The mechanism of formation of ICLs involving initial OH-mediated H-atom abstraction from the C4 of the 2-deoxyribose has been studied in certain detail (Regulus et al. 2004, 2007; Sczepanski et al. 2011). From the site-specific generation of C4 sugar radicals using a photolabile precursor, the formation of ICLs is favored by the presence of adenine on complementary DNA strands containing adenine and, to a lesser extent, cytosine (Fig. 5). Both nucleophilic bases promote beta-elimination from the acyclic form of C4 oxidized abasic sites (Sczepanski et al. 2009, 2011). The highly reactive unsaturated ketone thus generated is now able to efficiently react with opposite cytosine or adenine residues. One may point out that the only products detected in cellular DNA upon either exposure to γ rays or incubation with radiomimetic bleomycin are the adducts of 2′-deoxycytidine, which consist of four diastereomers of 6-(2-deoxy-β-d-erythro-pentofuranosyl)-2-hydroxy-3(3-hydroxy-2-oxopropyl)-2,6-dihydroimidazo[1,2-c]-pyrimidin-5(3H)-one (Regulus et al. 2007).

Cross-Links Involving Nucleophilic Addition to Guanine Radical Cations

As discussed in previous sections, it is now well documented that guanine radical cations readily undergo nucleophilic addition with H2O and the free ε-amino group of lysine. As a further extension, one-electron oxidation of guanine bases located in the center of DNA duplexes leads to the efficient formation of DNA ICLs that may be rationalized by intramolecular addition of (likely) cytosine on the opposite strand (Cadet et al. 2012e). However, the exact mechanism of crosslinking awaits further experiments (D Angelov, H Menoni, J-L Ravanat, et al., unpubl.). A similar mechanism may account for the formation of DNA ICLs upon UVA irradiation of cells preincubated with 6-thiopurine (Brem et al. 2011).
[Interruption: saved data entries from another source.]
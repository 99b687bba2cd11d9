//! Deduplicated diagnostics routed through `tracing`.
//!
//! Sanitizing a long page can hit the same parse problem hundreds of times
//! (an unclosed `<p>` in every paragraph of an old post). A [`Warnings`] set
//! lives exactly as long as the tokenizer or tree builder that owns it, so
//! each distinct message is emitted once per document and nothing carries
//! over to the next one.

use std::collections::HashSet;

/// Messages already emitted for one document.
#[derive(Debug, Clone)]
pub struct Warnings {
    component: &'static str,
    seen: HashSet<String>,
}

impl Warnings {
    /// Create an empty set whose events are tagged with `component`.
    #[must_use]
    pub fn new(component: &'static str) -> Self {
        Self {
            component,
            seen: HashSet::new(),
        }
    }

    /// Emit `message` at warn level unless this set already emitted it.
    ///
    /// # Example
    /// ```
    /// use quill_common::warning::Warnings;
    ///
    /// let mut warnings = Warnings::new("HTML Parser");
    /// warnings.warn_once("stray end tag </div> ignored");
    /// warnings.warn_once("stray end tag </div> ignored");
    /// assert_eq!(warnings.len(), 1);
    /// ```
    pub fn warn_once(&mut self, message: &str) {
        if self.seen.contains(message) {
            return;
        }
        let _ = self.seen.insert(message.to_string());
        tracing::warn!(component = self.component, "{message}");
    }

    /// Number of distinct messages emitted.
    #[must_use]
    pub fn len(&self) -> usize {
        self.seen.len()
    }

    /// Whether nothing has been emitted.
    #[must_use]
    pub fn is_empty(&self) -> bool {
        self.seen.is_empty()
    }
}

#[cfg(test)]
mod tests {
    use super::*;

    #[test]
    fn separate_sets_do_not_share_messages() {
        let mut first = Warnings::new("HTML Parser");
        first.warn_once("stray end tag </tag1> ignored");
        first.warn_once("stray end tag </tag1> ignored");
        first.warn_once("stray end tag </tag2> ignored");
        assert_eq!(first.len(), 2);

        let mut second = Warnings::new("HTML Parser");
        assert!(second.is_empty());
        second.warn_once("stray end tag </tag1> ignored");
        assert_eq!(second.len(), 1);
    }
}
//! Intrinsic image size probing.
//!
//! [§ 4.8.3 The img element](https://html.spec.whatwg.org/multipage/embedded-content.html#the-img-element)
//!
//! AMP needs explicit `width`/`height` on every `amp-img`. When the author
//! left them out, the sanitizer asks an [`ImageProbe`] for the intrinsic
//! size of the referenced file. Probing is a three-step pipeline:
//!
//! 1. **Locate**: `data:` URLs are decoded in memory; everything else is
//!    mapped onto the local asset root with [`resolve_local_path`].
//! 2. **Detect**: [`detect_format`] decides between SVG and raster.
//! 3. **Measure**: raster headers are read with the `image` crate, SVG
//!    documents are parsed with `usvg`.
//!
//! Every failure is a [`ProbeError`]; callers treat it as "use the fallback".

use std::fs;
use std::io::Cursor;
use std::path::{Path, PathBuf};

use base64::Engine;
use thiserror::Error;

use crate::url::resolve_local_path;

/// Intrinsic dimensions of an image, in CSS pixels.
#[derive(Debug, Clone, Copy, PartialEq, Eq)]
pub struct ImageSize {
    /// Intrinsic width.
    pub width: u32,
    /// Intrinsic height.
    pub height: u32,
}

impl ImageSize {
    /// Create a size from a width/height pair.
    #[must_use]
    pub const fn new(width: u32, height: u32) -> Self {
        Self { width, height }
    }

    /// Height matching `width` at this size's aspect ratio, rounded.
    #[must_use]
    pub fn height_for_width(self, width: u32) -> u32 {
        scale(width, self.height, self.width)
    }

    /// Width matching `height` at this size's aspect ratio, rounded.
    #[must_use]
    pub fn width_for_height(self, height: u32) -> u32 {
        scale(height, self.width, self.height)
    }
}

/// `value * numerator / denominator`, rounded to the nearest integer.
fn scale(value: u32, numerator: u32, denominator: u32) -> u32 {
    if denominator == 0 {
        return value;
    }
    let scaled = (u64::from(value) * u64::from(numerator) + u64::from(denominator) / 2)
        / u64::from(denominator);
    u32::try_from(scaled).unwrap_or(u32::MAX)
}

/// Why an image could not be measured.
#[derive(Debug, Error)]
pub enum ProbeError {
    /// The `src` does not map onto the local asset store.
    #[error("'{0}' does not resolve to a local asset")]
    Unresolvable(String),
    /// The file could not be read.
    #[error("failed to read '{path}': {source}")]
    Io {
        /// File that was attempted.
        path: PathBuf,
        /// Underlying I/O failure.
        #[source]
        source: std::io::Error,
    },
    /// The raster header could not be decoded.
    #[error("could not decode image header: {0}")]
    Decode(#[from] image::ImageError),
    /// The SVG document could not be parsed.
    #[error("could not parse SVG: {0}")]
    Svg(#[from] usvg::Error),
    /// The `data:` URL is malformed.
    #[error("invalid data URL: {0}")]
    DataUrl(String),
    /// The image reports a zero width or height.
    #[error("image has zero-size dimensions")]
    ZeroSize,
}

/// Detected image format.
///
/// The `image` crate sniffs raster sub-formats (PNG/JPEG/GIF/WebP/…) itself,
/// so only the SVG/raster split matters here.
#[derive(Debug, Clone, Copy, PartialEq, Eq)]
pub enum ImageFormat {
    /// SVG vector image, measured via `usvg`.
    Svg,
    /// Raster image, measured via the `image` crate.
    Raster,
}

/// Detect whether `bytes` represent an SVG or a raster image.
///
/// 1. **Extension check**: `.svg` in `path_hint`.
/// 2. **MIME check**: `image/svg` media type from a `data:` URL.
/// 3. **Magic-byte sniffing**: leading `<?xml` or `<svg` after whitespace.
/// 4. **Default**: [`ImageFormat::Raster`].
#[must_use]
pub fn detect_format(path_hint: &str, mime: Option<&str>, bytes: &[u8]) -> ImageFormat {
    if Path::new(path_hint)
        .extension()
        .is_some_and(|ext| ext.eq_ignore_ascii_case("svg"))
    {
        return ImageFormat::Svg;
    }

    if mime.is_some_and(|m| m.to_ascii_lowercase().starts_with("image/svg")) {
        return ImageFormat::Svg;
    }

    let trimmed: Vec<u8> = bytes
        .iter()
        .skip_while(|b| b.is_ascii_whitespace())
        .take(256)
        .copied()
        .collect();
    if trimmed.starts_with(b"<?xml") || trimmed.starts_with(b"<svg") {
        return ImageFormat::Svg;
    }

    ImageFormat::Raster
}

/// A decoded `data:` URL.
///
/// [RFC 2397](https://www.rfc-editor.org/rfc/rfc2397)
#[derive(Debug, Clone, PartialEq, Eq)]
pub struct DataUrl {
    /// Media type, e.g. `image/png`. Empty when the URL omitted it.
    pub mime: String,
    /// Decoded payload.
    pub bytes: Vec<u8>,
}

impl DataUrl {
    /// Decode a `data:` URL. Base64 and percent-encoded payloads are supported.
    ///
    /// # Errors
    ///
    /// Returns [`ProbeError::DataUrl`] if the URL has no `data:` prefix, no
    /// comma separator, or an undecodable payload.
    pub fn parse(url: &str) -> Result<Self, ProbeError> {
        let body = url
            .get(..5)
            .filter(|scheme| scheme.eq_ignore_ascii_case("data:"))
            .map(|_| &url[5..])
            .ok_or_else(|| ProbeError::DataUrl("missing data: prefix".to_string()))?;
        let (metadata, data) = body
            .split_once(',')
            .ok_or_else(|| ProbeError::DataUrl("missing comma".to_string()))?;

        let (mime, is_base64) = match metadata.strip_suffix(";base64") {
            Some(mime) => (mime, true),
            None => (metadata, false),
        };
        let mime = mime.split(';').next().unwrap_or_default().trim().to_string();

        let bytes = if is_base64 {
            let compact: String = data.chars().filter(|c| !c.is_ascii_whitespace()).collect();
            base64::engine::general_purpose::STANDARD
                .decode(compact)
                .map_err(|e| ProbeError::DataUrl(format!("base64 decode error: {e}")))?
        } else {
            urlencoding::decode_binary(data.as_bytes()).into_owned()
        };

        Ok(Self { mime, bytes })
    }
}

/// Measures images referenced from markup.
#[derive(Debug, Clone, Default)]
pub struct ImageProbe {
    site_url: Option<String>,
    asset_root: Option<PathBuf>,
}

impl ImageProbe {
    /// Create a probe that resolves URLs under `site_url` to files below
    /// `asset_root`. Without an asset root only `data:` URLs can be measured.
    #[must_use]
    pub const fn new(site_url: Option<String>, asset_root: Option<PathBuf>) -> Self {
        Self {
            site_url,
            asset_root,
        }
    }

    /// Determine the intrinsic size of the image at `src`.
    ///
    /// # Errors
    ///
    /// Returns a [`ProbeError`] if the image cannot be located, read, or
    /// decoded, or if it reports a zero dimension.
    pub fn probe(&self, src: &str) -> Result<ImageSize, ProbeError> {
        let src = src.trim();
        if src
            .get(..5)
            .is_some_and(|scheme| scheme.eq_ignore_ascii_case("data:"))
        {
            let data_url = DataUrl::parse(src)?;
            let format = detect_format("", Some(&data_url.mime), &data_url.bytes);
            return measure(format, &data_url.bytes);
        }

        let path = self
            .asset_root
            .as_deref()
            .and_then(|root| resolve_local_path(src, self.site_url.as_deref(), root))
            .ok_or_else(|| ProbeError::Unresolvable(src.to_string()))?;

        probe_file(&path)
    }
}

/// Measure an image file on disk.
///
/// Raster files are measured from their header only; SVG files are read in
/// full because the size lives in the root element's attributes.
///
/// # Errors
///
/// Returns a [`ProbeError`] if the file cannot be read or decoded.
pub fn probe_file(path: &Path) -> Result<ImageSize, ProbeError> {
    let io_error = |source: std::io::Error| ProbeError::Io {
        path: path.to_path_buf(),
        source,
    };

    let hint = path.to_string_lossy();
    if detect_format(&hint, None, &[]) == ImageFormat::Svg {
        let bytes = fs::read(path).map_err(io_error)?;
        return measure(ImageFormat::Svg, &bytes);
    }

    let (width, height) = image::ImageReader::open(path)
        .map_err(io_error)?
        .with_guessed_format()
        .map_err(io_error)?
        .into_dimensions()?;
    non_zero(width, height)
}

/// Measure an in-memory image of the given format.
fn measure(format: ImageFormat, bytes: &[u8]) -> Result<ImageSize, ProbeError> {
    match format {
        ImageFormat::Svg => {
            let tree = usvg::Tree::from_data(bytes, &usvg::Options::default())?;
            let size = tree.size();
            #[allow(clippy::cast_possible_truncation, clippy::cast_sign_loss)]
            let (width, height) = (size.width().round() as u32, size.height().round() as u32);
            non_zero(width, height)
        }
        ImageFormat::Raster => {
            let (width, height) = image::ImageReader::new(Cursor::new(bytes))
                .with_guessed_format()
                .map_err(|e| ProbeError::Decode(image::ImageError::IoError(e)))?
                .into_dimensions()?;
            non_zero(width, height)
        }
    }
}

fn non_zero(width: u32, height: u32) -> Result<ImageSize, ProbeError> {
    if width == 0 || height == 0 {
        Err(ProbeError::ZeroSize)
    } else {
        Ok(ImageSize::new(width, height))
    }
}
PHOTO-INDUCED DAMAGE TO CELLULAR DNA

Recent achievements in the measurement and repair of direct and photosensitized DNA damage induced by UVB and UVA components of solar radiation in isolated cells and human skin have been accomplished through the advent of analytical techniques such as HPLC-ESI-MS/MS (Douki et al. 2000; Douki and Cadet 2001). In addition, major mechanistic insights have been gained in the UVA-mediated formation of cis-syn cyclobutane pyrimidine dimers (CPDs) and the Dewar valence isomers (DEWs), the third class of bipyrimidine DNA photoproducts.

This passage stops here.